Measuring Automated Tracking Efficiency
The field of video object tracking is quite active, with various
solutions offering strength/weakness combinations suitable
for different applications. For urban transportation video
tracking, most applications involve a background subtraction
component for target acquisition such as the one developed in
[20], and an inter-frame object association component such
as those developed in [21] and [22]. Most such tracking
algorithms account only for the native statistics of video
objects, and as a result distortion of these statistics by sources
such as compression may severely degrade their accuracy.

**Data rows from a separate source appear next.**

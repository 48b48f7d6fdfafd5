//! Artifact records emitted by the driver and the sink trait that stores them.

use chrono::{DateTime, Utc};
use serde::{Deserialize, Serialize};
use thiserror::Error;

use crate::domain::{Order, OrderId, OrderSide, OrderState, OrderType, RunId, SymbolId, TimeInForce};
use crate::portfolio::Position;

#[derive(Debug, Error, Clone, PartialEq)]
pub enum SinkError {
    #[error("artifact write failed: {0}")]
    Write(String),
}

#[derive(Debug, Clone, PartialEq, Serialize, Deserialize)]
pub struct EquityRecord {
    pub ts: DateTime<Utc>,
    pub equity: f64,
}

#[derive(Debug, Clone, PartialEq, Serialize, Deserialize)]
pub struct OrderRecord {
    pub ts: DateTime<Utc>,
    pub order_id: OrderId,
    pub symbol_id: SymbolId,
    pub side: OrderSide,
    pub quantity: u64,
    pub order_type: OrderType,
    pub tif: TimeInForce,
    pub limit_price: Option<f64>,
    pub state: OrderState,
}

impl OrderRecord {
    pub fn snapshot(ts: DateTime<Utc>, order: &Order) -> Self {
        Self {
            ts,
            order_id: order.id,
            symbol_id: order.symbol_id,
            side: order.side,
            quantity: order.quantity,
            order_type: order.order_type,
            tif: order.tif,
            limit_price: order.limit_price,
            state: order.state(),
        }
    }
}

#[derive(Debug, Clone, PartialEq, Serialize, Deserialize)]
pub struct FillRecord {
    pub ts: DateTime<Utc>,
    pub order_id: OrderId,
    pub symbol_id: SymbolId,
    pub price: f64,
    pub quantity: u64,
    pub venue: String,
    pub cost: f64,
}

#[derive(Debug, Clone, PartialEq, Serialize, Deserialize)]
pub struct PositionRecord {
    pub ts: DateTime<Utc>,
    pub symbol_id: SymbolId,
    pub currency: String,
    pub quantity: f64,
    pub average_price: f64,
}

impl PositionRecord {
    pub fn snapshot(ts: DateTime<Utc>, position: &Position) -> Self {
        Self {
            ts,
            symbol_id: position.symbol_id,
            currency: position.currency.clone(),
            quantity: position.quantity,
            average_price: position.average_price,
        }
    }
}

/// Summary metrics of a single run.
#[derive(Debug, Clone, Default, PartialEq, Serialize, Deserialize)]
pub struct RunMetrics {
    pub final_equity: f64,
    pub start_equity: f64,
    #[serde(rename = "return")]
    pub total_return: f64,
    pub num_orders: usize,
    pub num_fills: usize,
}

impl RunMetrics {
    pub fn from_equity(equity: &[EquityRecord], num_orders: usize, num_fills: usize) -> Self {
        let start_equity = equity.first().map_or(0.0, |e| e.equity);
        let final_equity = equity.last().map_or(0.0, |e| e.equity);
        let total_return = if start_equity != 0.0 {
            final_equity / start_equity - 1.0
        } else {
            0.0
        };
        Self {
            final_equity,
            start_equity,
            total_return,
            num_orders,
            num_fills,
        }
    }
}

/// Identity of a run. Contains no wall-clock data.
#[derive(Debug, Clone, PartialEq, Serialize, Deserialize)]
pub struct RunManifest {
    pub run_id: RunId,
    pub params_hash: String,
    pub params: serde_json::Value,
}

/// Destination for run artifacts.
pub trait ArtifactSink {
    fn record_equity(&mut self, record: EquityRecord) -> Result<(), SinkError>;
    fn record_order(&mut self, record: OrderRecord) -> Result<(), SinkError>;
    fn record_fill(&mut self, record: FillRecord) -> Result<(), SinkError>;
    fn record_position(&mut self, record: PositionRecord) -> Result<(), SinkError>;
    /// Called once after the last record.
    fn finish(&mut self, metrics: &RunMetrics, manifest: &RunManifest) -> Result<(), SinkError>;
}

/// Keeps every record in memory.
#[derive(Debug, Clone, Default, PartialEq)]
pub struct MemorySink {
    pub equity: Vec<EquityRecord>,
    pub orders: Vec<OrderRecord>,
    pub fills: Vec<FillRecord>,
    pub positions: Vec<PositionRecord>,
    pub metrics: Option<RunMetrics>,
    pub manifest: Option<RunManifest>,
}

impl MemorySink {
    pub fn new() -> Self {
        Self::default()
    }
}

impl ArtifactSink for MemorySink {
    fn record_equity(&mut self, record: EquityRecord) -> Result<(), SinkError> {
        self.equity.push(record);
        Ok(())
    }

    fn record_order(&mut self, record: OrderRecord) -> Result<(), SinkError> {
        self.orders.push(record);
        Ok(())
    }

    fn record_fill(&mut self, record: FillRecord) -> Result<(), SinkError> {
        self.fills.push(record);
        Ok(())
    }

    fn record_position(&mut self, record: PositionRecord) -> Result<(), SinkError> {
        self.positions.push(record);
        Ok(())
    }

    fn finish(&mut self, metrics: &RunMetrics, manifest: &RunManifest) -> Result<(), SinkError> {
        self.metrics = Some(metrics.clone());
        self.manifest = Some(manifest.clone());
        Ok(())
    }
}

In order to optimize tracking quality a metric to measure
tracking accuracy is required. In [23], a review of the state-ofthe-
art for video surveillance performance metrics is presented.
While more complex metrics such as the ones presented in
[24] may be used, due to their pertinence to transportation
surveillance, we choose the overlap, precision, and sensitivity
metrics presented in [23], with the ground truth defined as
tracking results generated using uncompressed video.
Iterative Quantization Table Search
In this section, we propose an iterative greedy search
algorithm which automatically identifies and concentrates bit
allocation to frequencies useful to tracking. During each
iteration, the encoder quantization scheme of each individual
frequency is modified, and tracking accuracy is measured for
a sample clip of the video. From these results, only those
frequencies which provide the highest tradeoff of bits for
tracking accuracy are kept, and subsequent iterations proceed
cumulatively. This algorithm aims to make encoder quantization
decisions based on tracking accuracy as opposed to the
traditional rate-distortion method.
Conclusion
In this paper, we proposed a combined video processing
and iterative quantization table search algorithm that
removes elements of low tracking interest as part of the
video compression system. We proposed three alternatives
for system initialization, each appropriate for systems with
different requirements. Using H.264/AVC video coding and a
commonly used tracker, we showed that while maintaining
comparable tracking accuracy our system allows for over
90% bitrate savings on the video link from remote nodes in
centralized transportation surveillance systems. While in this
paper we focused on transportation surveillance applications,
the algorithms presented herein can readily be extended to
other surveillance scenarios (such as maritime, rail, commuter
terminals), and generalized applications whenever similar requirements
(limited resources) and assumptions (static camera,
motion of large objects, tracking awareness) are in place.